4.2 Vaststaat dat beide inhoudingsplichtigen genoemd onder punt 2.3 ten aanzien van eiseres bij de berekening van de verschuldigde loonheffing rekening hebben gehouden met de heffingskorting voor de loonbelasting. Het ten onrechte tweemaal in aanmerking nemen van de heffingskorting heeft verweerder naar het oordeel van de rechtbank terecht door middel van de onderhavige aanslag bij eiseres gecorrigeerd. Per saldo heeft eiseres hierdoor ook geen schade geleden. Immers, doordat de Stichting [X] bij de loonuitbetaling geen rekening heeft gehouden met de algemene heffingskorting, heeft eiseres over het jaar 2003 een hoger nettoloon ontvangen dan waarop zij bij een juiste berekening van de algemene heffingskorting eigenlijk recht op had. Verweerder was niet gehouden tot naheffing bij de Stichting [X].

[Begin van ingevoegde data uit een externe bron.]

#[cfg(test)]
mod tests {
    use super::*;
    use crate::polar_to_cartesian;
    use crate::sim::pool::Pool;
    use crate::sim::state::Bullet;
    use crate::tuning::Tuning;
    use std::f32::consts::TAU;

    const DT: f32 = 1.0 / 60.0;

    /// A game with the player parked in a corner and no asteroids
    fn empty_game() -> GameState {
        let tuning = Tuning {
            world_max: Vec2::splat(1000.0),
            power_up_spawn_chance: 0.0,
            ..Tuning::default()
        };
        let mut state = GameState::new(tuning, 1234);
        state.asteroids.clear();
        state.player.position = Vec2::new(80.0, 920.0);
        state
    }

    /// Non-spinning regular 12-gon, so edge positions are known exactly
    fn rock(state: &mut GameState, position: Vec2, velocity: Vec2, generation: u8, radius: f32) {
        let scale = state.tuning.asteroid_scale / 2f32.powi(generation as i32);
        let mut asteroid =
            Asteroid::new(&mut state.rng, &state.tuning, position, velocity, scale, generation);
        asteroid.angular_velocity = 0.0;
        let count = asteroid.vertices.len();
        for (i, v) in asteroid.vertices.iter_mut().enumerate() {
            *v = polar_to_cartesian(radius, (i + 1) as f32 * TAU / count as f32);
        }
        asteroid.extent = radius;
        state.asteroids.push(asteroid).unwrap();
    }

    fn bullet_above(center: Vec2, height: f32) -> Bullet {
        let position = center - Vec2::new(0.0, height);
        Bullet {
            prev_position: position,
            position,
            velocity: Vec2::new(0.0, 900.0),
            radius: 10.0,
            spawned_at: None,
        }
    }

    fn aim_right(state: &GameState) -> TickInput {
        TickInput {
            pointer: state.player.position + Vec2::new(100.0, 0.0),
            ..Default::default()
        }
    }

    /// One frame of aiming right with no other input
    fn step(state: &mut GameState, now: f64) {
        let input = aim_right(state);
        tick(state, &input, DT, now);
    }

    #[test]
    fn test_thrust_direction() {
        let input = TickInput {
            up: true,
            left: true,
            right: true,
            ..Default::default()
        };
        assert_eq!(input.thrust_direction(), Vec2::new(0.0, -1.0));
    }

    #[test]
    fn test_empty_field_wins_without_physics() {
        let mut state = empty_game();
        state.player.velocity = Vec2::new(2.0, 0.0);
        let before = state.player.clone();

        let input = TickInput {
            right: true,
            fire: true,
            ..aim_right(&state)
        };
        tick(&mut state, &input, DT, 1.0);

        assert_eq!(state.phase, GamePhase::GameWon);
        assert_eq!(state.events(), &[GameEvent::GameWon]);
        assert_eq!(state.player, before);
        assert!(state.bullets.is_empty());
    }

    #[test]
    fn test_terminal_state_waits_for_restart() {
        let mut state = empty_game();
        state.phase = GamePhase::GameOver;
        step(&mut state, 1.0);
        assert_eq!(state.phase, GamePhase::GameOver);
        assert!(state.events().is_empty());

        let input = TickInput {
            restart: true,
            ..Default::default()
        };
        tick(&mut state, &input, DT, 2.0);
        assert_eq!(state.phase, GamePhase::Playing);
        assert_eq!(state.events(), &[GameEvent::Restarted]);
        assert_eq!(state.asteroids.len(), state.tuning.asteroid_count);
    }

    #[test]
    fn test_collision_ends_game() {
        let mut state = empty_game();
        // Leftmost vertex sits on the ship
        let at = state.player.position + Vec2::new(60.0, 0.0);
        rock(&mut state, at, Vec2::ZERO, 0, 60.0);
        step(&mut state, 1.0);
        assert_eq!(state.phase, GamePhase::GameOver);
        assert!(state.events().contains(&GameEvent::PlayerHit));
    }

    #[test]
    fn test_fatal_hit_still_resolves_bullets() {
        let mut state = empty_game();
        let at = state.player.position + Vec2::new(60.0, 0.0);
        rock(&mut state, at, Vec2::ZERO, 0, 60.0);
        let small = Vec2::new(500.0, 500.0);
        rock(&mut state, small, Vec2::ZERO, 2, 30.0);
        state.bullets.push(bullet_above(small, 40.0)).unwrap();

        step(&mut state, 1.0);
        assert_eq!(state.phase, GamePhase::GameOver);
        let hits = state.events().iter().filter(|e| **e == GameEvent::PlayerHit).count();
        assert_eq!(hits, 1);
        // The rock behind the ship still took the bullet
        assert_eq!(state.asteroids.len(), 1);
        assert_eq!(state.asteroids[0].position, at);
        assert!(state.bullets.is_empty());
        assert_eq!(state.score(), state.tuning.points_per_asteroid / 3);
    }

    #[test]
    fn test_shot_event_counts_spawned_bullets() {
        let mut state = empty_game();
        rock(&mut state, Vec2::new(900.0, 100.0), Vec2::ZERO, 0, 60.0);
        state.bullets = Pool::with_capacity(2);
        state.player.power_ups.activate(PowerUpKind::Shotgun, 0.0);
        let input = TickInput {
            fire: true,
            ..aim_right(&state)
        };

        tick(&mut state, &input, DT, 1.0);
        assert_eq!(state.bullets.len(), 2);
        assert!(state.events().contains(&GameEvent::ShotFired { bullets: 2 }));

        // Pool still full once the cooldown is over: nothing fired
        tick(&mut state, &input, DT, 1.5);
        assert_eq!(state.bullets.len(), 2);
        assert!(!state.events().iter().any(|e| matches!(e, GameEvent::ShotFired { .. })));
    }

    #[test]
    fn test_invincible_ship_bounces() {
        let mut state = empty_game();
        state.player.power_ups.activate(PowerUpKind::Invincibility, 0.0);
        state.player.velocity = Vec2::new(1.5, 0.0);
        let at = state.player.position + Vec2::new(60.0, 0.0);
        rock(&mut state, at, Vec2::ZERO, 0, 60.0);

        step(&mut state, 1.0);
        assert_eq!(state.phase, GamePhase::Playing);
        assert!(state.events().contains(&GameEvent::PlayerBounced));
        assert_eq!(state.asteroids.len(), 1);
        // Pushed back out along the contact normal at the same speed
        assert!(state.player.velocity.x < 0.0);
        let speed = 1.5 * (-state.tuning.player_drag * DT).exp();
        assert!((state.player.velocity.length() - speed).abs() < 1e-4);
    }

    #[test]
    fn test_fire_spawns_and_reports() {
        let mut state = empty_game();
        rock(&mut state, Vec2::new(900.0, 100.0), Vec2::ZERO, 0, 60.0);
        let input = TickInput {
            fire: true,
            ..aim_right(&state)
        };
        tick(&mut state, &input, DT, 1.0);
        assert_eq!(state.bullets.len(), 1);
        assert!(state.events().contains(&GameEvent::ShotFired { bullets: 1 }));

        // Still cooling down on the next frame
        tick(&mut state, &input, DT, 1.0 + DT as f64);
        assert_eq!(state.bullets.len(), 1);
        assert!(!state.events().iter().any(|e| matches!(e, GameEvent::ShotFired { .. })));
    }

    #[test]
    fn test_power_up_expires_during_tick() {
        let mut state = empty_game();
        rock(&mut state, Vec2::new(900.0, 100.0), Vec2::ZERO, 0, 60.0);
        state.player.power_ups.activate(PowerUpKind::Shotgun, 0.0);
        let duration = state.tuning.power_up_duration as f64;

        step(&mut state, duration - 0.01);
        assert!(state.player.power_ups.is_active(PowerUpKind::Shotgun));

        step(&mut state, duration);
        assert!(!state.player.power_ups.is_active(PowerUpKind::Shotgun));
        assert!(state.events().contains(&GameEvent::PowerUpExpired(PowerUpKind::Shotgun)));
    }

    #[test]
    fn test_last_generation_leaves_no_children() {
        let mut state = empty_game();
        let small = Vec2::new(500.0, 500.0);
        rock(&mut state, small, Vec2::ZERO, 2, 30.0);
        rock(&mut state, Vec2::new(900.0, 100.0), Vec2::ZERO, 0, 60.0);
        // Crosses the top edge (y = 470) during this frame's sweep
        state.bullets.push(bullet_above(small, 40.0)).unwrap();

        step(&mut state, 1.0);
        assert_eq!(state.asteroids.len(), 1);
        assert_eq!(state.asteroids[0].generation, 0);
        assert!(state.bullets.is_empty());
        assert_eq!(state.score(), state.tuning.points_per_asteroid / 3);
        assert!(state.events().contains(&GameEvent::AsteroidDestroyed {
            position: small,
            generation: 2
        }));
    }

    #[test]
    fn test_children_wait_for_next_frame() {
        let mut state = empty_game();
        state.player.power_ups.activate(PowerUpKind::BouncyBullets, 0.0);
        let big = Vec2::new(500.0, 500.0);
        rock(&mut state, big, Vec2::new(0.0, 30.0), 0, 60.0);
        state.bullets.push(bullet_above(big, 70.0)).unwrap();

        step(&mut state, 1.0);
        // Parent gone, both children present, bullet survived and turned back
        assert_eq!(state.asteroids.len(), 2);
        assert!(state.asteroids.iter().all(|a| a.generation == 1));
        assert_eq!(state.bullets.len(), 1);
        assert!(state.bullets[0].velocity.y < 0.0);
        assert_eq!(state.score(), state.tuning.points_per_asteroid);
    }

    #[test]
    fn test_power_up_drop_and_pickup() {
        let mut state = empty_game();
        state.tuning.power_up_spawn_chance = 1.0;
        let small = Vec2::new(500.0, 500.0);
        rock(&mut state, small, Vec2::ZERO, 2, 30.0);
        rock(&mut state, Vec2::new(900.0, 100.0), Vec2::ZERO, 0, 60.0);
        state.bullets.push(bullet_above(small, 40.0)).unwrap();

        step(&mut state, 1.0);
        assert_eq!(state.power_ups.len(), 1);
        let kind = state.power_ups[0].kind;
        assert!(state.events().contains(&GameEvent::PowerUpSpawned(kind)));

        // Park the ship on the drop once it has grown in
        state.player.position = state.power_ups[0].position;
        state.player.velocity = Vec2::ZERO;
        step(&mut state, 3.0);
        assert!(state.power_ups.is_empty());
        assert!(state.player.power_ups.is_active(kind));
        assert_eq!(state.player.power_ups.activated_at(kind), Some(3.0));
        assert!(state.events().contains(&GameEvent::PowerUpCollected(kind)));
    }
}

4.3 Gelet op het vorenoverwogene dient het beroep ongegrond te worden verklaard.
5. Proceskosten
De rechtbank ziet geen aanleiding voor een proceskostenveroordeling.
6. Beslissing
De rechtbank verklaart het beroep ongegrond.
Deze uitspraak is gedaan op 3 augustus 2006 door mr. J.W. Keuning, rechter, en op dezelfde dag in het openbaar uitgesproken in tegenwoordigheid van mr. J. de Jong, griffier.
Rechtsmiddel
Tegen deze uitspraak kunnen partijen binnen zes weken na de verzenddatum:
- hoger beroep instellen bij het gerechtshof te Leeuwarden (belastingkamer), Postbus 1704, 8901 CA Leeuwarden; dan wel
- beroep in cassatie instellen bij de Hoge Raad der Nederlanden (belastingkamer), Postbus 20303, 2500 EH Den Haag, mits de wederpartij daarmee schriftelijk instemt.
N.B. Bij het bestuursorgaan berust de bevoegdheid tot het instellen van beroep in cassatie niet bij de ambtenaar die de procedure voor de rechtbank heeft gevoerd.
Bij het instellen van hoger beroep dan wel beroep in cassatie dient het volgende in acht te worden genomen:
1 - bij het beroepschrift wordt een afschrift van deze uitspraak overgelegd;
2 - het beroepschrift moet ondertekend zijn en ten minste het volgende vermelden:
a. de naam en het adres van de indiener;
b. een dagtekening;
c. een omschrijving van de uitspraak waartegen het hoger beroep dan wel het beroep in cassatie is ingesteld;
d. de gronden van het hoger beroep dan wel het beroep in cassatie.
Bij het instellen van beroep in cassatie dient daarnaast in acht te worden genomen dat bij het beroepschrift een schriftelijke verklaring van de wederpartij wordt gevoegd, inhoudende dat wordt ingestemd met het instellen van beroep in cassatie tegen de uitspraak van de rechtbank.